Presentation on theme: "Combinatorics & Probability Section 3.4. Which Counting Technique? If the problem involves more than one category, use the Fundamental Principle of Counting."— Presentation transcript:
Which Counting Technique? If the problem involves more than one category, use the Fundamental Principle of Counting. Within any one category, if the order of selection is important use Permutations. Within any one category, if the order of selection is not important, use Combinations.
A Full House What is a full house? An example would be three Ks and two 8s. We would call this Kings full eights. How many full houses are there when playing 5 card poker? First think of the example: How many ways to choose 3 kings? ANSWER 4 choose 3, 4 C 3 =4. How many ways to choose the 8s? ANSWER 4 choose 2, 4 C 2 =6. Now multiply 6 and 4 and you get the number of ways of getting Kings full of 8s which is 24. A full house is any three of kind with a pair. So take 24 and multiply by 13 (13 ranks for the three of a kind) and by 12 (12 ranks for the pair, note you used one rank to make the three of a kind). So the number of full house hands is 13x4x12x6=3744. What is the probability of getting a full house? ANSWER 3744/2598960=0.00144=0.144%
Lets Go Further and talk about a three of a kind What is the probability of having exactly three Kings in a 5-card poker hand. First, how many 5-card poker hands are there? ANSWER: 52 choose 5 or 52 C 5 = which is 2,598,960 Now how do we figure out a hand that has exactly 3 kings? ANSWER: There are 4 kings so we choose 3. The other 2 cards cant be kings so 48 choose 2. Thus we have 4 C 3 =4 and 48 C 2 =1128 Therefore the probability of having a poker hand with exactly 3 kings is =4512/2598960=0.001736
Lets go further What is the probability of being dealt a three of a kind. This is a little different from the last problem. Last problem we had a specific three of a kind, so now we can multiply the result by 13 (since there are 13 ranks). So the number of hands that have a three of a kind in them is 58656. Some of these hands are actually full houses. So we should subtract from this result. Which would give 54912. Hence the probability of being dealt a three of a kind (not a full house) is 54912/2598960=0.0211=2.11%.

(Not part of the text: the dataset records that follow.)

// Configuration Types
// All configuration type definitions

use std::time::Duration;

use serde::{Deserialize, Serialize};

/// Main configuration structure
#[derive(Debug, Clone, Default, PartialEq, Serialize, Deserialize)]
#[serde(default)]
pub struct Config {
  /// Upstream registry settings
  pub registry: RegistryConfig,
  /// Network and invocation deadlines
  pub timeouts: TimeoutConfig,
  /// Payload size bounds
  pub shaping: ShapingConfig,
  /// Update resolver settings
  pub updates: UpdatesConfig,
  /// Invocation housekeeping
  pub housekeeping: HousekeepingConfig,
  /// Logging settings
  pub logging: LoggingConfig,
}

// ============================================================================
// REGISTRY CONFIGURATION
// ============================================================================

/// Registry configuration
#[derive(Debug, Clone, PartialEq, Serialize, Deserialize)]
#[serde(default)]
pub struct RegistryConfig {
  /// JSON registry base URL
  pub registry_url: String,
  /// Package page base URL
  pub website_url: String,
  /// Outbound request budget shared by every tool
  pub requests_per_second: f64,
  /// Largest response body read into memory
  pub max_body_bytes: usize,
  /// User agent sent upstream
  pub user_agent: String,
}

impl Default for RegistryConfig {
  fn default() -> Self {
    Self {
      registry_url: "https://registry.npmjs.org".to_string(),
      website_url: "https://www.npmjs.com".to_string(),
      requests_per_second: 2.0,
      max_body_bytes: 32 * 1024 * 1024,
      user_agent: concat!("pkgwatch/", env!("CARGO_PKG_VERSION")).to_string(),
    }
  }
}

impl RegistryConfig {
  /// Minimum spacing between two dispatches.
  pub fn min_spacing(&self) -> Duration {
    Duration::from_secs_f64(1.0 / self.requests_per_second)
  }
}

// ============================================================================
// TIMEOUT CONFIGURATION
// ============================================================================

/// Timeout configuration, all in milliseconds
#[derive(Debug, Clone, PartialEq, Eq, Serialize, Deserialize)]
#[serde(default)]
pub struct TimeoutConfig {
  /// Registry search call
  pub search_ms: u64,
  /// Packument fetch (versions and details)
  pub package_ms: u64,
  /// Package page fetch
  pub page_ms: u64,
  /// Whole invocation of a registry tool, queueing included
  pub invocation_ms: u64,
  /// Whole invocation of an update tool
  pub update_invocation_ms: u64,
}

impl Default for TimeoutConfig {
  fn default() -> Self {
    Self {
      search_ms: 10_000,
      package_ms: 15_000,
      page_ms: 20_000,
      invocation_ms: 30_000,
      update_invocation_ms: 120_000,
    }
  }
}

impl TimeoutConfig {
  pub fn search(&self) -> Duration {
    Duration::from_millis(self.search_ms)
  }

  pub fn package(&self) -> Duration {
    Duration::from_millis(self.package_ms)
  }

  pub fn page(&self) -> Duration {
    Duration::from_millis(self.page_ms)
  }

  pub fn invocation(&self) -> Duration {
    Duration::from_millis(self.invocation_ms)
  }

  pub fn update_invocation(&self) -> Duration {
    Duration::from_millis(self.update_invocation_ms)
  }

  /// Longest single network deadline.
  pub fn max_network(&self) -> Duration {
    self.search().max(self.package()).max(self.page())
  }
}

// ============================================================================
// SHAPING CONFIGURATION
// ============================================================================

/// Bounds applied to upstream payloads before they are kept or rendered
#[derive(Debug, Clone, PartialEq, Eq, Serialize, Deserialize)]
#[serde(default)]
pub struct ShapingConfig {
  /// Versions shown by `package_versions`
  pub max_listed_versions: usize,
  /// Versions retained by `package_details`
  pub max_detail_versions: usize,
  /// Non-anchor `time` entries retained by `package_details`
  pub max_time_entries: usize,
  /// Characters of page body kept by `package_page`
  pub max_page_chars: usize,
}

impl Default for ShapingConfig {
  fn default() -> Self {
    Self {
      max_listed_versions: 15,
      max_detail_versions: 10,
      max_time_entries: 10,
      max_page_chars: 4000,
    }
  }
}

// ============================================================================
// UPDATES CONFIGURATION
// ============================================================================

/// Update resolver configuration
#[derive(Debug, Clone, PartialEq, Eq, Serialize, Deserialize)]
#[serde(default)]
pub struct UpdatesConfig {
  /// Program that runs npm-check-updates
  pub command: String,
  /// Arguments placed before the generated flags
  pub args: Vec<String>,
  /// Manifest used when a call names none
  pub default_package_file: String,
  /// Target used when a call names none
  pub default_target: UpdateTarget,
}

impl Default for UpdatesConfig {
  fn default() -> Self {
    Self {
      command: "npx".to_string(),
      args: vec!["--yes".to_string(), "npm-check-updates".to_string()],
      default_package_file: "package.json".to_string(),
      default_target: UpdateTarget::Latest,
    }
  }
}

/// Which version an upgrade should aim for
#[derive(Debug, Clone, Copy, PartialEq, Eq, Serialize, Deserialize)]
#[serde(rename_all = "lowercase")]
pub enum UpdateTarget {
  Latest,
  Newest,
  Greatest,
  Minor,
  Patch,
  Semver,
}

impl UpdateTarget {
  pub const ALL: [UpdateTarget; 6] = [
    UpdateTarget::Latest,
    UpdateTarget::Newest,
    UpdateTarget::Greatest,
    UpdateTarget::Minor,
    UpdateTarget::Patch,
    UpdateTarget::Semver,
  ];

  pub fn as_str(self) -> &'static str {
    match self {
      UpdateTarget::Latest => "latest",
      UpdateTarget::Newest => "newest",
      UpdateTarget::Greatest => "greatest",
      UpdateTarget::Minor => "minor",
      UpdateTarget::Patch => "patch",
      UpdateTarget::Semver => "semver",
    }
  }

  pub fn parse(value: &str) -> Option<Self> {
    Self::ALL.into_iter().find(|target| target.as_str() == value)
  }
}

impl std::fmt::Display for UpdateTarget {
  fn fmt(&self, f: &mut std::fmt::Formatter<'_>) -> std::fmt::Result {
    f.write_str(self.as_str())
  }
}

// ============================================================================
// HOUSEKEEPING CONFIGURATION
// ============================================================================

/// Per-invocation housekeeping thresholds
#[derive(Debug, Clone, PartialEq, Eq, Serialize, Deserialize)]
#[serde(default)]
pub struct HousekeepingConfig {
  /// Issue a memory reclamation hint every N invocations; 0 disables
  pub reclaim_every: u64,
  /// Invocations slower than this are logged as warnings
  pub slow_invocation_ms: u64,
}

impl Default for HousekeepingConfig {
  fn default() -> Self {
    Self {
      reclaim_every: 50,
      slow_invocation_ms: 5_000,
    }
  }
}

// ============================================================================
// LOGGING CONFIGURATION
// ============================================================================

/// Logging configuration
#[derive(Debug, Clone, PartialEq, Eq, Serialize, Deserialize)]
#[serde(default)]
pub struct LoggingConfig {
  /// `tracing` filter directive, overridden by `RUST_LOG`
  pub filter: String,
}

impl Default for LoggingConfig {
  fn default() -> Self {
    Self {
      filter: "info".to_string(),
    }
  }
}

// ============================================================================
// VALIDATION
// ============================================================================

/// Rejected configuration values
#[derive(Debug, Clone, PartialEq, Eq, thiserror::Error)]
pub enum ConfigError {
  #[error("{key} must be {expected}")]
  OutOfRange { key: &'static str, expected: &'static str },
  #[error("invalid value for {key}: {value}")]
  InvalidValue { key: String, value: String },
  #[error("unknown config key: {0}")]
  UnknownKey(String),
}

impl Config {
  /// Reject values that would make the gate, deadlines or shaping bounds
  /// meaningless.
  pub fn validate(&self) -> Result<(), ConfigError> {
    let rps = self.registry.requests_per_second;
    if !rps.is_finite() || rps <= 0.0 {
      return Err(ConfigError::OutOfRange {
        key: "registry.requests_per_second",
        expected: "a positive number",
      });
    }
    if self.registry.max_body_bytes == 0 {
      return Err(ConfigError::OutOfRange {
        key: "registry.max_body_bytes",
        expected: "greater than zero",
      });
    }

    let timeouts = [
      ("timeouts.search_ms", self.timeouts.search_ms),
      ("timeouts.package_ms", self.timeouts.package_ms),
      ("timeouts.page_ms", self.timeouts.page_ms),
      ("timeouts.invocation_ms", self.timeouts.invocation_ms),
      ("timeouts.update_invocation_ms", self.timeouts.update_invocation_ms),
    ];
    if let Some((key, _)) = timeouts.iter().find(|(_, value)| *value == 0) {
      return Err(ConfigError::OutOfRange {
        key,
        expected: "greater than zero",
      });
    }

    let bounds = [
      ("shaping.max_listed_versions", self.shaping.max_listed_versions),
      ("shaping.max_detail_versions", self.shaping.max_detail_versions),
      ("shaping.max_time_entries", self.shaping.max_time_entries),
      ("shaping.max_page_chars", self.shaping.max_page_chars),
    ];
    if let Some((key, _)) = bounds.iter().find(|(_, value)| *value == 0) {
      return Err(ConfigError::OutOfRange {
        key,
        expected: "greater than zero",
      });
    }

    if self.updates.command.trim().is_empty() {
      return Err(ConfigError::OutOfRange {
        key: "updates.command",
        expected: "a non-empty program name",
      });
    }

    Ok(())
  }

  /// Relations between deadlines that are expected but not enforced.
  ///
  /// The invocation deadline has to cover one network deadline plus the time
  /// spent queued in the gate.
  pub fn timeout_warnings(&self) -> Vec<String> {
    let mut warnings = Vec::new();
    let slack = self.registry.min_spacing();
    let needed = self.timeouts.max_network() + slack;
    if self.timeouts.invocation() < needed {
      warnings.push(format!(
        "timeouts.invocation_ms ({}) is below the longest network deadline plus one gate slot ({}ms); \
         slow calls will time out at the invocation level",
        self.timeouts.invocation_ms,
        needed.as_millis()
      ));
    }
    warnings
  }
}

FLUSH Figure out the number of ways you can get a Royal Straight Flush (A,K,Q,J,10 of the same suit) in 5 card poker. Figure out how many straight flushes you can get in 5 card poker. (example 8,7,6,5,4 of the same suit and dont recount the royal flushes.) NOTE THIS IS NOT A STRAIGHT Q,K,A,2,3 NO WRAPAROUND. Figure out how many flushes in a 5 card poker hand. (Note dont re count the straight flushes and royal flushes.) Compute the probability and odds of each.